The author, Dr. Gerulf Rieger from the department of psychology at the University of Essex, summed up the research findings for the Telegraph: “Even though the majority of women identify as straight, our research clearly demonstrates that when it comes to what turns them on, they are either bisexual or gay, but never straight.”
To come up with the results, Rieger and his team showed 345 women videos of naked men and women and noted how they reacted to determine if they were turned on, considering telltale signs such as whether their pupils dilated.
Women who identified as gay expectedly showed a much stronger sexual response to the female visuals, but what’s causing all the fuss is how the women who identified as straight reacted. Results found that 74 percent of heterosexual women were strongly sexually aroused by both sexes.
But before everyone gets ahead of themselves, we need to slow down and consider what Rieger really means by the term bisexual.

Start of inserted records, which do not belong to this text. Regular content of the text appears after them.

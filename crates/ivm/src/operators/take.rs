//! Take: a storage-backed row limit, optionally partitioned.
//!
//! Take remembers, per partition, how many rows it has emitted and the
//! current boundary row. A pushed row ordered before the boundary when
//! the partition is full evicts the boundary row (re-querying upstream
//! for the replacement boundary); a pushed row ordered after the
//! boundary is a no-op. Partitions are keyed by a compound column set so
//! each parent of a related subquery gets its own window.

use crate::change::Change;
use crate::node::Node;
use crate::operator::{
    wire, Constraint, FetchRequest, NodeStream, Operator, OperatorRef, Output, OutputEdge, Start,
};
use crate::storage::{encode_key, Storage, StorageValue};
use alloc::boxed::Box;
use alloc::rc::{Rc, Weak};
use alloc::string::String;
use alloc::vec::Vec;
use core::cmp::Ordering;
use rivulet_core::{Row, SourceSchema, Value};

#[derive(Clone)]
struct TakeState {
    size: usize,
    bound: Option<Row>,
}

/// Enforces a row limit per partition.
pub struct Take {
    input: OperatorRef,
    storage: Rc<dyn Storage>,
    limit: usize,
    partition_key: Option<Vec<String>>,
    schema: Rc<SourceSchema>,
    output: OutputEdge,
}

impl Take {
    /// Creates a take over `input` and wires itself as its output.
    ///
    /// With a partition key, every fetch must carry a constraint over
    /// exactly those columns; the window is tracked per key value.
    pub fn new(
        input: OperatorRef,
        storage: Rc<dyn Storage>,
        limit: usize,
        partition_key: Option<Vec<String>>,
    ) -> Rc<Take> {
        let schema = input.schema();
        let take = Rc::new(Take {
            input,
            storage,
            limit,
            partition_key,
            schema,
            output: OutputEdge::new(),
        });
        wire(&take.input, &take);
        take
    }

    fn compare(&self, a: &Row, b: &Row) -> Ordering {
        self.schema.compare_rows(a, b)
    }

    fn partition_values(&self, row: &Row) -> Vec<Value> {
        match &self.partition_key {
            Some(columns) => row.project(columns),
            None => Vec::new(),
        }
    }

    fn partition_from_request(&self, req: &FetchRequest) -> Vec<Value> {
        let Some(columns) = &self.partition_key else {
            return Vec::new();
        };
        let constraint = req
            .constraint
            .as_ref()
            .expect("partitioned take fetched without a partition constraint");
        columns
            .iter()
            .map(|column| {
                constraint
                    .fields()
                    .iter()
                    .find(|(c, _)| c == column)
                    .map(|(_, v)| v.clone())
                    .expect("partition constraint missing a partition column")
            })
            .collect()
    }

    fn state(&self, key: &str) -> Option<TakeState> {
        match self.storage.get(key) {
            Some(StorageValue::TakeState { size, bound }) => Some(TakeState { size, bound }),
            None => None,
            Some(other) => panic!("unexpected take storage entry {:?}", other),
        }
    }

    fn store(&self, key: &str, state: &TakeState) {
        self.storage.set(
            String::from(key),
            StorageValue::TakeState {
                size: state.size,
                bound: state.bound.clone(),
            },
        );
    }

    fn partition_request(&self, key_values: &[Value]) -> FetchRequest {
        let mut req = FetchRequest::new();
        if let Some(columns) = &self.partition_key {
            req = req.with_constraint(Constraint::from_key(columns, key_values));
        }
        req
    }

    fn fetch_first(
        &self,
        key_values: &[Value],
        start: Option<Start>,
        reverse: bool,
    ) -> Option<Node> {
        let mut req = self.partition_request(key_values);
        if let Some(start) = start {
            req = req.with_start(start);
        }
        req.reverse = reverse;
        self.input.fetch(&req).next()
    }

    /// Hydrates a partition: pulls up to `limit` rows forward and
    /// records the window. Returns the window nodes.
    fn hydrate(&self, key: &str, key_values: &[Value]) -> Vec<Node> {
        let mut nodes: Vec<Node> = Vec::new();
        if self.limit > 0 {
            let mut upstream = self.input.fetch(&self.partition_request(key_values));
            while nodes.len() < self.limit {
                match upstream.next() {
                    Some(node) => nodes.push(node),
                    None => break,
                }
            }
        }
        let state = TakeState {
            size: nodes.len(),
            bound: nodes.last().map(|n| n.row().clone()),
        };
        self.store(key, &state);
        nodes
    }

    /// Serves a fetch from a hydrated window: upstream rows inside the
    /// boundary, lazily.
    fn serve(&self, req: &FetchRequest, state: TakeState) -> NodeStream {
        let Some(bound) = state.bound else {
            return crate::operator::empty_stream();
        };
        let schema = self.schema.clone();
        let mut forwarded = req.clone();
        if req.reverse && forwarded.start.is_none() {
            // The window's top end is the boundary row.
            forwarded.start = Some(Start::at(bound.clone()));
        }
        let upstream = self.input.fetch(&forwarded);
        Box::new(
            upstream
                .take_while(move |n| schema.compare_rows(n.row(), &bound) != Ordering::Greater)
                .take(state.size),
        )
    }
}

impl Operator for Take {
    fn schema(&self) -> Rc<SourceSchema> {
        self.schema.clone()
    }

    fn fetch(&self, req: &FetchRequest) -> NodeStream {
        let key_values = self.partition_from_request(req);
        let key = encode_key(&key_values);
        match self.state(&key) {
            Some(state) => self.serve(req, state),
            None => {
                let nodes = self.hydrate(&key, &key_values);
                if req.start.is_none() && !req.reverse {
                    Box::new(nodes.into_iter())
                } else {
                    // Hydration is always forward; re-serve the request
                    // shape from the recorded window.
                    let state = self.state(&key).expect("window just hydrated");
                    self.serve(req, state)
                }
            }
        }
    }

    fn cleanup(&self, req: &FetchRequest) -> NodeStream {
        let key_values = self.partition_from_request(req);
        let key = encode_key(&key_values);
        let nodes: Vec<Node> = match self.state(&key) {
            Some(TakeState {
                size,
                bound: Some(bound),
            }) => {
                let schema = self.schema.clone();
                self.input
                    .cleanup(&self.partition_request(&key_values))
                    .take_while(|n| schema.compare_rows(n.row(), &bound) != Ordering::Greater)
                    .take(size)
                    .collect()
            }
            _ => Vec::new(),
        };
        self.storage.remove(&key);
        Box::new(nodes.into_iter())
    }

    fn set_output(&self, output: Weak<dyn Output>) {
        self.output.set(output);
    }

    fn destroy(&self) {
        self.input.destroy();
    }
}
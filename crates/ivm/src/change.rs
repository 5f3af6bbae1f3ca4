//! Incremental changes flowing downstream through a pipeline.

use crate::node::Node;
use alloc::boxed::Box;
use alloc::string::String;
use rivulet_core::Row;

/// A change to one row of an operator's output.
///
/// `Add` is only ever issued for rows not previously visible to the
/// operator's output, `Remove` only for rows previously visible; a push
/// violating that is a programmer error upstream and operators are
/// entitled to panic on it. Pushes do not arrive in primary-key order.
#[derive(Clone, Debug)]
pub enum Change {
    /// A row became visible.
    Add(Node),
    /// A visible row disappeared.
    Remove(Node),
    /// A visible row changed in place; both nodes share a primary key.
    Edit { old: Node, new: Node },
    /// Something changed beneath an unchanged parent row, inside the
    /// named relationship.
    Child {
        node: Node,
        relationship: String,
        change: Box<Change>,
    },
}

impl Change {
    /// Creates an edit change.
    pub fn edit(old: Node, new: Node) -> Self {
        Change::Edit { old, new }
    }

    /// Creates a child change.
    pub fn child(node: Node, relationship: impl Into<String>, change: Change) -> Self {
        Change::Child {
            node,
            relationship: relationship.into(),
            change: Box::new(change),
        }
    }

    /// The row this change is about; for edits the new row, for child
    /// changes the unchanged parent row.
    pub fn row(&self) -> &Row {
        match self {
            Change::Add(node) | Change::Remove(node) => node.row(),
            Change::Edit { new, .. } => new.row(),
            Change::Child { node, .. } => node.row(),
        }
    }

    /// The node this change is about, same selection as [`Change::row`].
    pub fn node(&self) -> &Node {
        match self {
            Change::Add(node) | Change::Remove(node) => node,
            Change::Edit { new, .. } => new,
            Change::Child { node, .. } => node,
        }
    }
}
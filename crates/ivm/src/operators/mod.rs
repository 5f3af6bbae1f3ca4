//! Pipeline operators.

pub mod exists;
pub mod fan;
pub mod filter;
pub mod join;
pub mod skip;
pub mod take;
//! Hazard Deterministic Simulation Testing (DST) Harness
//!
//! This crate runs the hazard drivers of `hazard_core` as named scenarios,
//! bounds the ones that may never finish, and checks the property each one
//! is meant to exhibit.
//!
//! # Scenarios
//!
//! - **HZ-001 Deadlock**: opposed lock ordering; passes when the pair is
//!   still blocked after `hang_factor` x delay
//! - **HZ-002 Livelock**: synchronized negotiation; passes when every
//!   protocol invariant holds (and, unbounded, when it never ends)
//! - **HZ-003 Starvation**: greedy versus polite; passes when polite
//!   throughput degrades by at least `min_degradation`
//!
//! # Architecture
//!
//! ```text
//! ┌──────────────────────────────────────────────────────────┐
//! │                     ScenarioRunner                        │
//! │   SimConfig ──► simulate_deadlock / livelock / starvation │
//! │        │                                                  │
//! │  ┌─────▼──────────┐  ┌──────────┐  ┌───────────────────┐  │
//! │  │OrderedLockPair │  │ Hallway  │  │ ContentionHarness │  │
//! │  │ SharedCell x2  │  │ Cadence  │  │   std Mutex       │  │
//! │  └────────────────┘  │ Counters │  └───────────────────┘  │
//! │                      └──────────┘                         │
//! │        └──────── await_with_limit (Hang) ───────┘         │
//! └──────────────────────────────────────────────────────────┘
//! ```
//!
//! # Usage
//!
//! ```ignore
//! use hazard_sim::{ScenarioRunner, SimConfig};
//! use hazard_sim::scenarios::ScenarioId;
//!
//! let runner = ScenarioRunner::new(SimConfig::default());
//! let result = runner.run(ScenarioId::Livelock).await;
//! assert!(result.passed);
//! ```

mod config;
mod error;
mod exporter;
mod runner;
pub mod scenarios;

pub use config::SimConfig;
pub use error::SimError;
pub use exporter::SimExport;
pub use runner::{DeadlockReport, LivelockRun, ScenarioReport, ScenarioResult, ScenarioRunner, StarvationReport};
//! Production implementation of HazardContext using Tokio.

use crate::HazardContext;
use async_trait::async_trait;
use std::future::Future;
use std::sync::Arc;
use std::time::Duration;
use tokio::task::JoinHandle;
use tokio::time::Instant;
use tracing::Instrument;

/// Production context backed by the Tokio runtime clock.
///
/// Time comes from `tokio::time::Instant`, so a paused test runtime drives
/// it virtually while a normal runtime follows the wall clock.
pub struct TokioContext {
    /// Start time for monotonic duration calculations
    start: Instant,
}

impl TokioContext {
    /// Creates a new TokioContext.
    pub fn new() -> Self {
        Self {
            start: Instant::now(),
        }
    }

    /// Creates an Arc-wrapped context for sharing across agents.
    pub fn shared() -> Arc<Self> {
        Arc::new(Self::new())
    }
}

impl Default for TokioContext {
    fn default() -> Self {
        Self::new()
    }
}

#[async_trait]
impl HazardContext for TokioContext {
    fn now(&self) -> Duration {
        self.start.elapsed()
    }

    async fn sleep(&self, duration: Duration) {
        tokio::time::sleep(duration).await;
    }

    fn spawn<F>(&self, name: &str, future: F) -> JoinHandle<F::Output>
    where
        F: Future + Send + 'static,
        F::Output: Send + 'static,
    {
        let span = tracing::debug_span!("agent", name = %name);
        tokio::spawn(future.instrument(span))
    }

    fn spawn_blocking<F, R>(&self, name: &str, work: F) -> JoinHandle<R>
    where
        F: FnOnce() -> R + Send + 'static,
        R: Send + 'static,
    {
        let span = tracing::debug_span!("agent", name = %name);
        tokio::task::spawn_blocking(move || span.in_scope(work))
    }
}

#[cfg(test)]
mod tests {
    use super::*;
    use crate::EnvError;

    #[tokio::test(start_paused = true)]
    async fn test_tokio_context_time() {
        let ctx = TokioContext::new();
        let t1 = ctx.now();
        ctx.sleep(Duration::from_millis(10)).await;
        let t2 = ctx.now();

        assert!(t2 > t1);
        assert!(t2 - t1 >= Duration::from_millis(10));
    }

    #[tokio::test]
    async fn test_tokio_context_spawn_joins() {
        let ctx = TokioContext::shared();
        let value = 21;
        let handle = ctx.spawn("doubler", async move { value * 2 });

        assert_eq!(handle.await.unwrap(), 42);
    }

    #[tokio::test]
    async fn test_tokio_context_spawn_blocking_joins() {
        let ctx = TokioContext::shared();
        let handle = ctx.spawn_blocking("sleeper", || {
            std::thread::sleep(Duration::from_millis(1));
            "done"
        });

        assert_eq!(handle.await.unwrap(), "done");
    }

    #[tokio::test(start_paused = true)]
    async fn test_aborted_task_reports_cancelled() {
        let ctx = TokioContext::shared();
        let handle = ctx.spawn("forever", std::future::pending::<()>());
        handle.abort();

        let err = EnvError::from(handle.await.unwrap_err());
        assert!(matches!(err, EnvError::TaskCancelled(_)));
    }
}
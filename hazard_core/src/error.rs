//! Error types for the hazard drivers.

use hazard_env::EnvError;
use std::time::Duration;
use thiserror::Error;

/// Errors surfaced by the drivers and by the timeout wrapper around them.
///
/// Failing to negotiate a direction is not an error; it is the
/// `AttemptsExhausted` outcome of the negotiation protocol.
#[derive(Debug, Error)]
pub enum HarnessError {
    /// The wrapped operation was still blocked when the limit expired
    #[error("Hang: still blocked after {waited:?} (limit {limit:?})")]
    Hang {
        /// Time actually waited before giving up
        waited: Duration,
        /// Limit supplied by the caller
        limit: Duration,
    },

    /// An agent task did not produce a result
    #[error(transparent)]
    Env(#[from] EnvError),

    /// The scenario cannot be set up with the given parameters
    #[error("Invalid configuration: {0}")]
    InvalidConfig(String),
}

impl HarnessError {
    /// Creates an invalid configuration error.
    pub fn invalid(msg: impl Into<String>) -> Self {
        Self::InvalidConfig(msg.into())
    }

    /// Returns true if this error is a hang reported by the timeout wrapper.
    pub fn is_hang(&self) -> bool {
        matches!(self, Self::Hang { .. })
    }
}
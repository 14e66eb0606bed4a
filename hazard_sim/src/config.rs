//! SimConfig - every injectable parameter of a hazard run.

use hazard_core::{AttemptBound, CadenceMode, ContentionConfig, LivelockConfig, LockOrder, LockPairConfig};
use serde::{Deserialize, Serialize};
use std::time::Duration;

/// Configuration for a simulation run.
#[derive(Debug, Clone, Serialize, Deserialize)]
pub struct SimConfig {
    /// Lock-ordering scenario parameters
    pub deadlock: LockPairConfig,

    /// Hang limit as a multiple of the deadlock delay
    pub hang_factor: u32,

    /// Negotiation scenario parameters (lockstep cadence by default)
    pub livelock: LivelockConfig,

    /// Limit applied to an unbounded negotiation
    pub livelock_limit: Duration,

    /// Hold durations of the contention scenario
    pub starvation: ContentionConfig,

    /// Wall-clock budget of each contention run
    pub starvation_duration: Duration,

    /// Minimum solo/contended polite throughput ratio
    pub min_degradation: f64,
}

impl Default for SimConfig {
    fn default() -> Self {
        Self {
            deadlock: LockPairConfig::default(),
            hang_factor: 2,
            livelock: LivelockConfig::default().with_cadence(CadenceMode::Lockstep),
            livelock_limit: Duration::from_secs(1),
            starvation: ContentionConfig::default(),
            starvation_duration: Duration::from_secs(1),
            min_degradation: 2.0,
        }
    }
}

impl SimConfig {
    /// Returns the limit after which the deadlock scenario counts as hung.
    ///
    /// Consistently ordered agents take turns on the first cell, so the
    /// second one only finishes after two delays; that case gets one extra
    /// delay of headroom.
    pub fn hang_limit(&self) -> Duration {
        let factor = self.hang_factor.max(1);
        match self.deadlock.order {
            LockOrder::Opposed => self.deadlock.delay * factor,
            LockOrder::Consistent => self.deadlock.delay * (factor + 1),
        }
    }

    /// Sets the deadlock delay.
    pub fn with_deadlock_delay(mut self, delay: Duration) -> Self {
        self.deadlock.delay = delay;
        self
    }

    /// Sets the livelock attempt bound.
    pub fn with_attempt_bound(mut self, bound: AttemptBound) -> Self {
        self.livelock.bound = bound;
        self
    }

    /// Sets the livelock cadence.
    pub fn with_cadence(mut self, cadence: CadenceMode) -> Self {
        self.livelock.cadence = cadence;
        self
    }

    /// Sets the contention budget.
    pub fn with_starvation_duration(mut self, duration: Duration) -> Self {
        self.starvation_duration = duration;
        self
    }

    /// Sets the greedy and polite hold durations.
    pub fn with_holds(mut self, greedy: Duration, polite: Duration) -> Self {
        self.starvation = self.starvation.with_holds(greedy, polite);
        self
    }

    /// Sets the required polite throughput degradation.
    pub fn with_min_degradation(mut self, ratio: f64) -> Self {
        self.min_degradation = ratio;
        self
    }
}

Sure, the study pretty clearly shows a straight woman can be physically turned on by another woman, but as Slate aptly points out, the way we consider sexual preference encompasses sexual and romantic cues—and there’s a big difference between being aroused by someone and wanting to be in a relationship with them. Concluding from the research that all women are “either bisexual or gay, but never straight” seems like an overly simplified way to look at the data.
The research comes at a time when a string of young female starlets are publicly shunning traditional labels when it comes to sexuality and embracing a more fluid stance. Lily Rose Depp, Miley Cyrus, and Kristen Stewart are just some of the famous women who have talked candidly about their places on the sexuality spectrum in recent months, and if this study achieves anything, it really just further proves that labels for sexual orientation may be becoming increasingly passé—and inaccurate.